What you have to do — Pull every line that holds the word "None" from the entries.

Entries provided —
use std::path::PathBuf;

use thiserror::Error;

/// Failures surfaced by the graph, the path engine, and word ingestion.
///
/// Every condition here is local and recoverable; the caller decides
/// whether to abort.
#[derive(Debug, Error)]
pub enum LadderError {
    #[error("vertex '{0}' is not in the graph")]
    InvalidVertex(String),

    #[error("vertex '{0}' is already in the graph")]
    DuplicateVertex(String),

    #[error("'{0}' cannot be connected to itself")]
    SelfReference(String),

    #[error("no path from '{from}' to '{to}'")]
    Unreachable { from: String, to: String },

    #[error("shortest paths not computed; call precompute() after the last graph change")]
    NotPrecomputed,

    #[error("vertex labels must be non-empty")]
    EmptyLabel,

    #[error("cannot precompute paths over an empty vocabulary")]
    EmptyVocabulary,

    #[error("graph uses {used_mb}MB, exceeds max_memory_mb={max_mb}MB")]
    MemoryLimit { used_mb: usize, max_mb: usize },

    #[error("I/O error: {source} (path: {path})")]
    Io {
        source: std::io::Error,
        path: PathBuf,
    },
}

pub type Result<T> = std::result::Result<T, LadderError>;

// Readers without a backing file still get a path for the message.
impl From<std::io::Error> for LadderError {
    fn from(source: std::io::Error) -> Self {
        LadderError::Io {
            source,
            path: PathBuf::from("<reader>"),
        }
    }
}
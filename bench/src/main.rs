use std::time::Instant;

use word_ladder_core::{EngineConfig, LadderError, PathEngine};

fn main() {
    let args: Vec<String> = std::env::args().collect();

    let mode = args.get(1).map(|s| s.as_str()).unwrap_or("all");
    let word_count: usize = args.get(2).and_then(|s| s.parse().ok()).unwrap_or(1_000);

    if mode == "help" || mode == "--help" {
        println!("Usage: word-ladder-bench [mode] [word_count]");
        println!();
        println!("Modes:");
        println!("  all         Run all generators and benchmark each (default)");
        println!("  random      Uniform random short words over a small alphabet");
        println!("  hypercube   Two-letter Gray-code words (distance = Hamming distance)");
        println!("  clusters    Families of one-edit variants around random stems");
        println!();
        println!("Default word_count: 1000");
        return;
    }

    println!("word-ladder-bench");
    println!("=================");
    println!();

    let generators: Vec<(&str, fn(usize) -> Vec<String>)> = match mode {
        "random" => vec![("Random short words", gen_random)],
        "hypercube" => vec![("Hypercube (Gray code)", gen_hypercube)],
        "clusters" => vec![("Stem clusters", gen_clusters)],
        "all" => vec![
            ("Random short words", gen_random as fn(usize) -> Vec<String>),
            ("Hypercube (Gray code)", gen_hypercube),
            ("Stem clusters", gen_clusters),
        ],
        _ => {
            eprintln!("Unknown mode: {}. Use --help for options.", mode);
            return;
        }
    };

    for (name, generator) in generators {
        for parallel in [false, true] {
            run_benchmark(name, generator, word_count, parallel);
        }
    }
}

fn run_benchmark(
    name: &str,
    generator: fn(usize) -> Vec<String>,
    word_count: usize,
    parallel: bool,
) {
    println!(
        "--- {} ({}) ---",
        name,
        if parallel { "parallel" } else { "sequential" }
    );
    println!("Target: {} words", word_count);

    let words = generator(word_count);
    let config = EngineConfig {
        parallel,
        parallel_threshold: 0,
        ..EngineConfig::default()
    };
    let mut engine = PathEngine::with_config(config);

    let t = Instant::now();
    let added = engine.populate(&words);
    let populate_time = t.elapsed();
    let graph = engine.graph();
    println!(
        "Populated in {:.2}s: {} words, {} edges, ~{:.1}MB",
        populate_time.as_secs_f64(),
        added,
        graph.edge_count(),
        graph.memory_usage() as f64 / 1_048_576.0
    );

    let t = Instant::now();
    if let Err(e) = engine.precompute() {
        println!("Precompute failed: {}", e);
        println!();
        return;
    }
    let precompute_time = t.elapsed();
    let stats = engine.stats();
    println!(
        "Precomputed in {:.2}s: {} reachable pairs, ~{:.1}MB index",
        precompute_time.as_secs_f64(),
        stats.reachable_pairs.unwrap_or(0),
        stats.index_memory_bytes.unwrap_or(0) as f64 / 1_048_576.0
    );

    // Ladder: first word to last word
    let (Some(first), Some(last)) = (words.first(), words.last()) else {
        println!();
        return;
    };
    let t = Instant::now();
    let path = engine.shortest_path(first, last);
    let elapsed = t.elapsed();
    match path {
        Ok(p) => println!(
            "Ladder {} → {}: {} steps in {:.1}µs",
            first,
            last,
            p.len() - 1,
            elapsed.as_secs_f64() * 1_000_000.0
        ),
        Err(LadderError::Unreachable { .. }) => println!(
            "Ladder {} → {}: no path ({:.1}µs)",
            first,
            last,
            elapsed.as_secs_f64() * 1_000_000.0
        ),
        Err(e) => println!("Ladder {} → {}: {}", first, last, e),
    }
    println!();
}

// ---------------------------------------------------------------------------
// Generators: deterministic, single-threaded
// ---------------------------------------------------------------------------

/// Simple LCG for deterministic, fast pseudo-random numbers.
struct FastRng(u64);

impl FastRng {
    fn new(seed: u64) -> Self {
        Self(seed)
    }
    fn next(&mut self, max: u64) -> u64 {
        self.0 = self.0.wrapping_mul(6364136223846793005).wrapping_add(1);
        (self.0 >> 33) % max
    }
}

const ALPHABET: &[u8] = b"AEIOSTRN";

fn random_word(rng: &mut FastRng, len: usize) -> String {
    (0..len)
        .map(|_| ALPHABET[rng.next(ALPHABET.len() as u64) as usize] as char)
        .collect()
}

/// Random words of length 3-5 over an 8-letter alphabet.
///
/// Dense enough that most words sit in one large component. Duplicates are
/// left in; the engine rejects them.
fn gen_random(word_count: usize) -> Vec<String> {
    let mut rng = FastRng::new(54321);
    (0..word_count)
        .map(|_| {
            let len = 3 + rng.next(3) as usize;
            random_word(&mut rng, len)
        })
        .collect()
}

/// Reflected Gray code over {A, B}.
///
/// Words are the vertices of a hypercube: every word has `bits` neighbors
/// and ladder length equals Hamming distance. Consecutive words differ in
/// exactly one letter.
fn gen_hypercube(word_count: usize) -> Vec<String> {
    let bits = (usize::BITS - word_count.max(2).saturating_sub(1).leading_zeros()) as usize;
    (0..word_count)
        .map(|i| {
            let gray = i ^ (i >> 1);
            (0..bits)
                .rev()
                .map(|b| if (gray >> b) & 1 == 1 { 'B' } else { 'A' })
                .collect()
        })
        .collect()
}

/// Random 6-letter stems, each followed by single-letter variants.
///
/// Produces many small dense components with occasional bridges between
/// stems that happen to be close.
fn gen_clusters(word_count: usize) -> Vec<String> {
    let mut rng = FastRng::new(12345);
    let family = 8usize;
    let mut words = Vec::with_capacity(word_count);

    while words.len() < word_count {
        let stem = random_word(&mut rng, 6);
        words.push(stem.clone());
        for _ in 1..family {
            if words.len() >= word_count {
                break;
            }
            let mut bytes = stem.clone().into_bytes();
            let pos = rng.next(bytes.len() as u64) as usize;
            bytes[pos] = ALPHABET[rng.next(ALPHABET.len() as u64) as usize];
            words.push(String::from_utf8(bytes).unwrap_or_else(|_| stem.clone()));
        }
    }

    words
}
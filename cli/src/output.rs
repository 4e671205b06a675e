use serde_json::json;
use word_ladder_core::EngineStats;

pub fn path(words: &[String], as_json: bool) -> String {
    if as_json {
        return json!({
            "path": words,
            "distance": words.len().saturating_sub(1),
        })
        .to_string();
    }
    words.join(" -> ")
}

pub fn distance(from: &str, to: &str, distance: usize, as_json: bool) -> String {
    if as_json {
        return json!({ "from": from, "to": to, "distance": distance }).to_string();
    }
    distance.to_string()
}

pub fn neighborhood(found: &[(String, u32)], as_json: bool) -> String {
    if as_json {
        let rows: Vec<_> = found
            .iter()
            .map(|(word, d)| json!({ "word": word, "distance": d }))
            .collect();
        return serde_json::Value::Array(rows).to_string();
    }
    found
        .iter()
        .map(|(word, d)| format!("{d:>3}  {word}"))
        .collect::<Vec<_>>()
        .join("\n")
}

pub fn stats(stats: &EngineStats, as_json: bool) -> String {
    if as_json {
        return json!({
            "vertex_count": stats.vertex_count,
            "edge_count": stats.edge_count,
            "graph_memory_bytes": stats.graph_memory_bytes,
            "precomputed": stats.precomputed,
            "reachable_pairs": stats.reachable_pairs,
            "index_memory_bytes": stats.index_memory_bytes,
            "precompute_ms": stats.precompute_ms,
        })
        .to_string();
    }

    let mut lines = vec![
        format!("vertices:        {}", stats.vertex_count),
        format!("edges:           {}", stats.edge_count),
        format!(
            "graph memory:    ~{:.1}MB",
            stats.graph_memory_bytes as f64 / 1_048_576.0
        ),
    ];
    match (
        stats.reachable_pairs,
        stats.index_memory_bytes,
        stats.precompute_ms,
    ) {
        (Some(pairs), Some(bytes), Some(ms)) => {
            let mb = bytes as f64 / 1_048_576.0;
            lines.push(format!("reachable pairs: {pairs}"));
            lines.push(format!("index memory:    ~{mb:.1}MB"));
            lines.push(format!("precompute:      {ms:.1}ms"));
        }
        _ => lines.push("index:           not computed".to_string()),
    }
    lines.join("\n")
}
use std::collections::hash_map::Entry;
use std::collections::{HashMap, VecDeque};

use crate::graph::{Graph, NodeId};

/// Result of one single-source breadth-first sweep.
///
/// Stores a parent pointer and distance per reached vertex instead of a path
/// per vertex; paths are reconstructed on demand by walking parents back to
/// the root.
#[derive(Debug, Clone)]
pub struct SweepTable {
    root: NodeId,
    /// node -> (distance, parent). The root is its own parent at distance 0.
    entries: HashMap<NodeId, (u32, NodeId)>,
}

impl SweepTable {
    /// Hop count from the root, or None if `target` was not reached.
    pub fn distance(&self, target: NodeId) -> Option<u32> {
        self.entries.get(&target).map(|&(d, _)| d)
    }

    /// Vertices on one shortest path from the root to `target`, both endpoints
    /// included. None if `target` was not reached.
    pub fn path(&self, target: NodeId) -> Option<Vec<NodeId>> {
        let &(distance, _) = self.entries.get(&target)?;
        let mut path = Vec::with_capacity(distance as usize + 1);
        let mut current = target;

        while current != self.root {
            path.push(current);
            current = self.entries[&current].1;
        }
        path.push(self.root);

        path.reverse();
        Some(path)
    }

    /// Number of vertices reached, the root included.
    pub fn reachable_count(&self) -> usize {
        self.entries.len()
    }

    /// Vertices at distance 1..=max_depth, ordered by distance then handle.
    pub fn within(&self, max_depth: u32) -> Vec<(NodeId, u32)> {
        let mut found: Vec<(NodeId, u32)> = self
            .entries
            .iter()
            .filter(|(_, &(d, _))| d > 0 && d <= max_depth)
            .map(|(&id, &(d, _))| (id, d))
            .collect();
        found.sort_by_key(|&(id, d)| (d, id));
        found
    }

    /// Approximate memory usage in bytes.
    pub fn memory_usage(&self) -> usize {
        use std::mem::size_of;
        self.entries.len() * (size_of::<NodeId>() + size_of::<(u32, NodeId)>() + 8)
    }
}

/// BFS from `root` over every reachable vertex.
///
/// Neighbors are expanded in ascending handle order, so when several shortest
/// paths exist the predecessor discovered first wins. Returns None if `root`
/// is not in the graph.
pub fn sweep(graph: &Graph, root: NodeId) -> Option<SweepTable> {
    graph.label(root)?;

    let mut entries: HashMap<NodeId, (u32, NodeId)> = HashMap::new();
    let mut queue: VecDeque<(NodeId, u32)> = VecDeque::new();

    entries.insert(root, (0, root));
    queue.push_back((root, 0));

    while let Some((current, depth)) = queue.pop_front() {
        for &next in graph.neighbor_ids(current) {
            if let Entry::Vacant(slot) = entries.entry(next) {
                slot.insert((depth + 1, current));
                queue.push_back((next, depth + 1));
            }
        }
    }

    Some(SweepTable { root, entries })
}

/// One-shot shortest path from `start` to `target` with early exit.
///
/// Returns None if either vertex is absent or no path exists. Uses the same
/// expansion order as `sweep`, so both agree on tie-breaks.
pub fn shortest_path(graph: &Graph, start: NodeId, target: NodeId) -> Option<Vec<NodeId>> {
    graph.label(start)?;
    graph.label(target)?;

    if start == target {
        return Some(vec![start]);
    }

    let mut parents: HashMap<NodeId, NodeId> = HashMap::new();
    let mut queue: VecDeque<NodeId> = VecDeque::new();

    parents.insert(start, start);
    queue.push_back(start);

    while let Some(current) = queue.pop_front() {
        for &next in graph.neighbor_ids(current) {
            let Entry::Vacant(slot) = parents.entry(next) else {
                continue;
            };
            slot.insert(current);

            if next == target {
                let mut path = vec![target];
                let mut node = target;
                while node != start {
                    node = parents[&node];
                    path.push(node);
                }
                path.reverse();
                return Some(path);
            }

            queue.push_back(next);
        }
    }

    None
}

Answer to the problem —
    /// Hop count from the root, or None if `target` was not reached.
    /// included. None if `target` was not reached.
/// paths exist the predecessor discovered first wins. Returns None if `root`
/// Returns None if either vertex is absent or no path exists. Uses the same
    None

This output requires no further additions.